Find the line with "the chain, which" and the line with "let Some(scientific_name) = row.scientific_name.clone()" in the entries below; output exactly those two lines, every line between them, and no others.

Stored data

===

use std::collections::{HashMap, HashSet};
use std::fs::File;
use std::io::BufReader;
use std::path::Path;

use serde::Deserialize;
use tantivy::{Index, IndexWriter, TantivyDocument};
use tracing::{debug, info, warn};
use zip::ZipArchive;

use backbone_types::{ClassificationEntry, NameParser, Rank, TaxonUsage, TaxonomicStatus};

use crate::error::IndexError;
use crate::normalize::normalize;
use crate::schema::build_schema;

const CHECKLIST_ENTRY: &str = "NameUsage.tsv";
const WRITER_HEAP_BYTES: usize = 50_000_000;

/// Counters reported after a completed build.
#[derive(Clone, Copy, Debug, Default)]
pub struct BuildStats {
    /// Rows read from the checklist.
    pub rows: usize,
    /// Documents written to the index.
    pub indexed: usize,
    /// Rows dropped because their id was already taken.
    pub duplicates: usize,
}

/// One row of the `NameUsage.tsv` checklist export.
#[derive(Clone, Debug, Deserialize)]
struct UsageRow {
    #[serde(rename = "col:ID")]
    id: Option<String>,
    #[serde(rename = "col:parentID")]
    parent_id: Option<String>,
    #[serde(rename = "col:status")]
    status: Option<String>,
    #[serde(rename = "col:rank")]
    rank: Option<String>,
    #[serde(rename = "col:scientificName")]
    scientific_name: Option<String>,
    #[serde(rename = "col:authorship")]
    authorship: Option<String>,
    #[serde(rename = "col:specificEpithet")]
    specific_epithet: Option<String>,
    #[serde(rename = "col:genericName")]
    generic_name: Option<String>,
    #[serde(rename = "col:code")]
    code: Option<String>,
    #[serde(rename = "col:nameStatus")]
    name_status: Option<String>,
    #[serde(rename = "col:extinct")]
    extinct: Option<String>,
}

impl UsageRow {
    fn parsed_rank(&self) -> Rank {
        match self.rank.as_deref() {
            None => {
                warn!(name = ?self.scientific_name, "rank missing, defaulting to unranked");
                Rank::Unranked
            }
            Some(raw) => Rank::parse(raw).unwrap_or_else(|| {
                warn!(rank = raw, "unknown rank, defaulting to unranked");
                Rank::Unranked
            }),
        }
    }

    fn parsed_status(&self) -> TaxonomicStatus {
        self.status
            .as_deref()
            .map(TaxonomicStatus::parse)
            .unwrap_or_default()
    }

    fn parsed_extinct(&self) -> bool {
        match self.extinct.as_deref() {
            None => false,
            Some(v) => v == "1" || v.eq_ignore_ascii_case("true"),
        }
    }
}

/// Build a fresh index from the zipped checklist at `archive` into
/// `index_dir`, wiping whatever was there before.
///
/// The checklist is read twice: a first pass caches every row by id so the
/// second pass can resolve each usage's parent chain without assuming any
/// row order. A parent id that resolves to no row ends the chain, which
/// makes such usages roots.
pub fn build_index(
    archive: &Path,
    index_dir: &Path,
    parser: &dyn NameParser,
) -> Result<BuildStats, IndexError> {
    let mut stats = BuildStats::default();

    info!(archive = %archive.display(), "filling checklist cache");
    let cache = populate_cache(archive, &mut stats)?;

    if index_dir.exists() {
        std::fs::remove_dir_all(index_dir)?;
    }
    std::fs::create_dir_all(index_dir)?;
    let (schema, fields) = build_schema();
    let index = Index::create_in_dir(index_dir, schema)?;
    let mut writer: IndexWriter = index.writer(WRITER_HEAP_BYTES)?;

    info!(index_dir = %index_dir.display(), "indexing name usages");
    let mut indexed_ids: HashSet<String> = HashSet::with_capacity(cache.len());
    each_row(archive, |row| {
        let Some(id) = row.id.clone() else {
            warn!("skipping checklist row without id");
            return Ok(());
        };
        if !indexed_ids.insert(id.clone()) {
            // duplicate id, the first occurrence already won
            return Ok(());
        }
        let Some(scientific_name) = row.scientific_name.clone() else {
            warn!(id, "skipping checklist row without scientific name");
            return Ok(());
        };

        let ancestors = resolve_ancestors(&row, &cache);
        let usage = to_usage(&row, id, scientific_name, &ancestors, parser);

        let mut doc = TantivyDocument::new();
        doc.add_text(fields.id, &usage.id);
        doc.add_text(fields.canonical, normalize(&usage.canonical_name));
        doc.add_text(fields.usage, serde_json::to_string(&usage)?);
        writer.add_document(doc)?;
        stats.indexed += 1;
        if stats.indexed % 10_000 == 0 {
            debug!(indexed = stats.indexed, "indexing progress");
        }
        Ok(())
    })?;

    writer.commit()?;
    info!(
        rows = stats.rows,
        indexed = stats.indexed,
        duplicates = stats.duplicates,
        "finished indexing"
    );
    Ok(stats)
}

fn populate_cache(
    archive: &Path,
    stats: &mut BuildStats,
) -> Result<HashMap<String, UsageRow>, IndexError> {
    let mut cache = HashMap::new();
    each_row(archive, |row| {
        stats.rows += 1;
        if stats.rows % 10_000 == 0 {
            info!(rows = stats.rows, "cache fill progress");
        }
        let Some(id) = row.id.clone() else {
            return Ok(());
        };
        if cache.contains_key(&id) {
            warn!(id, "duplicate usage id, keeping first occurrence");
            stats.duplicates += 1;
        } else {
            cache.insert(id, row);
        }
        Ok(())
    })?;
    info!(usages = cache.len(), "checklist cache filled");
    Ok(cache)
}

fn each_row(
    archive: &Path,
    mut f: impl FnMut(UsageRow) -> Result<(), IndexError>,
) -> Result<(), IndexError> {
    let file = File::open(archive)?;
    let mut zip = ZipArchive::new(file).map_err(|source| IndexError::Archive {
        path: archive.to_path_buf(),
        source,
    })?;
    let entry = zip
        .by_name(CHECKLIST_ENTRY)
        .map_err(|_| IndexError::MissingEntry(CHECKLIST_ENTRY))?;
    let mut reader = csv::ReaderBuilder::new()
        .delimiter(b'\t')
        .flexible(true)
        .from_reader(BufReader::new(entry));
    for row in reader.deserialize() {
        f(row?)?;
    }
    Ok(())
}

/// Walk the parent chain. Cycles cannot occur in a sane checklist, but a
/// guard keeps a broken one from hanging the build.
fn resolve_ancestors<'a>(
    row: &UsageRow,
    cache: &'a HashMap<String, UsageRow>,
) -> Vec<&'a UsageRow> {
    let mut ancestors = Vec::new();
    let mut seen: HashSet<&str> = HashSet::new();
    let mut parent_id = row.parent_id.as_deref();
    while let Some(pid) = parent_id {
        if !seen.insert(pid) {
            warn!(id = ?row.id, "cycle in parent chain, treating as root");
            break;
        }
        match cache.get(pid) {
            Some(parent) => {
                ancestors.push(parent);
                parent_id = parent.parent_id.as_deref();
            }
            None => break,
        }
    }
    ancestors
}

fn to_usage(
    row: &UsageRow,
    id: String,
    scientific_name: String,
    ancestors: &[&UsageRow],
    parser: &dyn NameParser,
) -> TaxonUsage {
    let rank = row.parsed_rank();
    let canonical_name = parser
        .parse_to_canonical(&scientific_name, Some(rank))
        .unwrap_or_else(|| scientific_name.clone());

    let mut usage = TaxonUsage {
        id,
        parent_id: row.parent_id.clone(),
        scientific_name,
        canonical_name,
        authorship: row.authorship.clone(),
        rank: Some(rank),
        status: row.parsed_status(),
        specific_epithet: row.specific_epithet.clone(),
        generic_name: row.generic_name.clone(),
        code: row.code.clone(),
        name_status: row.name_status.clone(),
        extinct: row.parsed_extinct(),
        ..TaxonUsage::default()
    };

    for ancestor in ancestors {
        let (Some(aid), Some(name)) = (&ancestor.id, &ancestor.scientific_name) else {
            continue;
        };
        usage.classification.push(ClassificationEntry {
            id: aid.clone(),
            scientific_name: name.clone(),
            authorship: ancestor.authorship.clone(),
            rank: ancestor.rank.clone().unwrap_or_default(),
            status: ancestor.parsed_status(),
            extinct: ancestor.parsed_extinct(),
        });
        match ancestor.rank.as_deref().and_then(Rank::parse) {
            Some(Rank::Kingdom) => usage.kingdom = Some(name.clone()),
            Some(Rank::Phylum) => usage.phylum = Some(name.clone()),
            Some(Rank::Class) => usage.class = Some(name.clone()),
            Some(Rank::Order) => usage.order = Some(name.clone()),
            Some(Rank::Family) => usage.family = Some(name.clone()),
            Some(Rank::Genus) => usage.genus = Some(name.clone()),
            Some(Rank::Subgenus) => usage.subgenus = Some(name.clone()),
            Some(Rank::Species) => usage.species = Some(name.clone()),
            Some(other) => debug!(rank = %other, "no shortcut field for rank"),
            None => warn!(name = name.as_str(), "ancestor without a known rank"),
        }
    }

    usage
}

===

- **COMPLETED TASK**:
/// row order. A parent id that resolves to no row ends the chain, which
/// makes such usages roots.
pub fn build_index(
    archive: &Path,
    index_dir: &Path,
    parser: &dyn NameParser,
) -> Result<BuildStats, IndexError> {
    let mut stats = BuildStats::default();

    info!(archive = %archive.display(), "filling checklist cache");
    let cache = populate_cache(archive, &mut stats)?;

    if index_dir.exists() {
        std::fs::remove_dir_all(index_dir)?;
    }
    std::fs::create_dir_all(index_dir)?;
    let (schema, fields) = build_schema();
    let index = Index::create_in_dir(index_dir, schema)?;
    let mut writer: IndexWriter = index.writer(WRITER_HEAP_BYTES)?;

    info!(index_dir = %index_dir.display(), "indexing name usages");
    let mut indexed_ids: HashSet<String> = HashSet::with_capacity(cache.len());
    each_row(archive, |row| {
        let Some(id) = row.id.clone() else {
            warn!("skipping checklist row without id");
            return Ok(());
        };
        if !indexed_ids.insert(id.clone()) {
            // duplicate id, the first occurrence already won
            return Ok(());
        }
        let Some(scientific_name) = row.scientific_name.clone() else {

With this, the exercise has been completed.